PROBLEM REQUIREMENTS:
Tally up the lines below that include the word "BTreeMap". Answer with the number alone.

WORKING DATA:
▬▬▬▬▬▬

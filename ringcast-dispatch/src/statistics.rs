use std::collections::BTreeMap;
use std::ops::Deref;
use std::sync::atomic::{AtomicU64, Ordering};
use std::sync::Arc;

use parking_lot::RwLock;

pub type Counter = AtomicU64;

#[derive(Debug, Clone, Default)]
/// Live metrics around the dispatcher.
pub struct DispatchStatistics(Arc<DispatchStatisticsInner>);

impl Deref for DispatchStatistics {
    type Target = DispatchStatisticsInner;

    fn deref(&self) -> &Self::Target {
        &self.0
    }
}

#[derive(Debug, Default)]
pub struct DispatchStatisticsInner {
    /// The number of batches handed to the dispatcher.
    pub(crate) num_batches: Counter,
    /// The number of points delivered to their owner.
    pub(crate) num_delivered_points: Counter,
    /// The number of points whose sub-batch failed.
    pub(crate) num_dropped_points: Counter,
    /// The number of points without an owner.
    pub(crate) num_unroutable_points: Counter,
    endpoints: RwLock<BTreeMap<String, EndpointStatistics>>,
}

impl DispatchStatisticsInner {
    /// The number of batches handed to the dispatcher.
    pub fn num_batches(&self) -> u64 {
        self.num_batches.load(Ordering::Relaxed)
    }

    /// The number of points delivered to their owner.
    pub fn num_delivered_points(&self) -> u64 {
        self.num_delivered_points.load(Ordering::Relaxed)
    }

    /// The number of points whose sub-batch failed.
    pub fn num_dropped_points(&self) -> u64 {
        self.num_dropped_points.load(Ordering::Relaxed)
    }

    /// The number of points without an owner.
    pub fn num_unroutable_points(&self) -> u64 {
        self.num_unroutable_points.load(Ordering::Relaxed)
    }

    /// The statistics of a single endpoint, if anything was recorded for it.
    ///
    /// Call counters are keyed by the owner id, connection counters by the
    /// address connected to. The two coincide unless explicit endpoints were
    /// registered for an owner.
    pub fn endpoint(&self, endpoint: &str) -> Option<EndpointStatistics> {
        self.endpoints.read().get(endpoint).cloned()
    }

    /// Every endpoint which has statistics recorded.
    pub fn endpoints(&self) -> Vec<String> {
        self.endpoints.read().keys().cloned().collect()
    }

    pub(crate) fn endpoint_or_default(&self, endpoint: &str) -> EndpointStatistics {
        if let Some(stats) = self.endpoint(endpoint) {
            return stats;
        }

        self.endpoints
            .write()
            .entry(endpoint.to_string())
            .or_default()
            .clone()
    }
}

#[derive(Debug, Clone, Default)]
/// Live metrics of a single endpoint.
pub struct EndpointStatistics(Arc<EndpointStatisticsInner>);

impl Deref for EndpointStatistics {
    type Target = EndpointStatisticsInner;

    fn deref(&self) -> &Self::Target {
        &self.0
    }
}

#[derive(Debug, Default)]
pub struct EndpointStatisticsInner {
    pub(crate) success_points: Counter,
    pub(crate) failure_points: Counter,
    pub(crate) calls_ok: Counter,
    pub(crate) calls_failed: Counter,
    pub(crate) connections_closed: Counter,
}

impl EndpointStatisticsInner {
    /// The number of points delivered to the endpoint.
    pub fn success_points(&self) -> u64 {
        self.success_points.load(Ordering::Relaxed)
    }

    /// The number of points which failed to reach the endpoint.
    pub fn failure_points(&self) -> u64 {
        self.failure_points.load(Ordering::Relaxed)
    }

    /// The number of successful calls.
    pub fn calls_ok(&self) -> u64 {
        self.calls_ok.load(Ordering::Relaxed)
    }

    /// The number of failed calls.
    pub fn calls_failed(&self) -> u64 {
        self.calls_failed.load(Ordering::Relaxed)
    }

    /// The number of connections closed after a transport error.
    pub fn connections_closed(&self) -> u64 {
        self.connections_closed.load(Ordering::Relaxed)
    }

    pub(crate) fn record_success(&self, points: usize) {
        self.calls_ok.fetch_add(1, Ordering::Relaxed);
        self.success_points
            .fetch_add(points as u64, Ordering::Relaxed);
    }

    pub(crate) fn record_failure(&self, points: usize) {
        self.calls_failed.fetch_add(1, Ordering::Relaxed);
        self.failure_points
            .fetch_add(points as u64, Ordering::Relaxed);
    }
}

▬▬▬▬▬▬

TASK SOLUTION:
2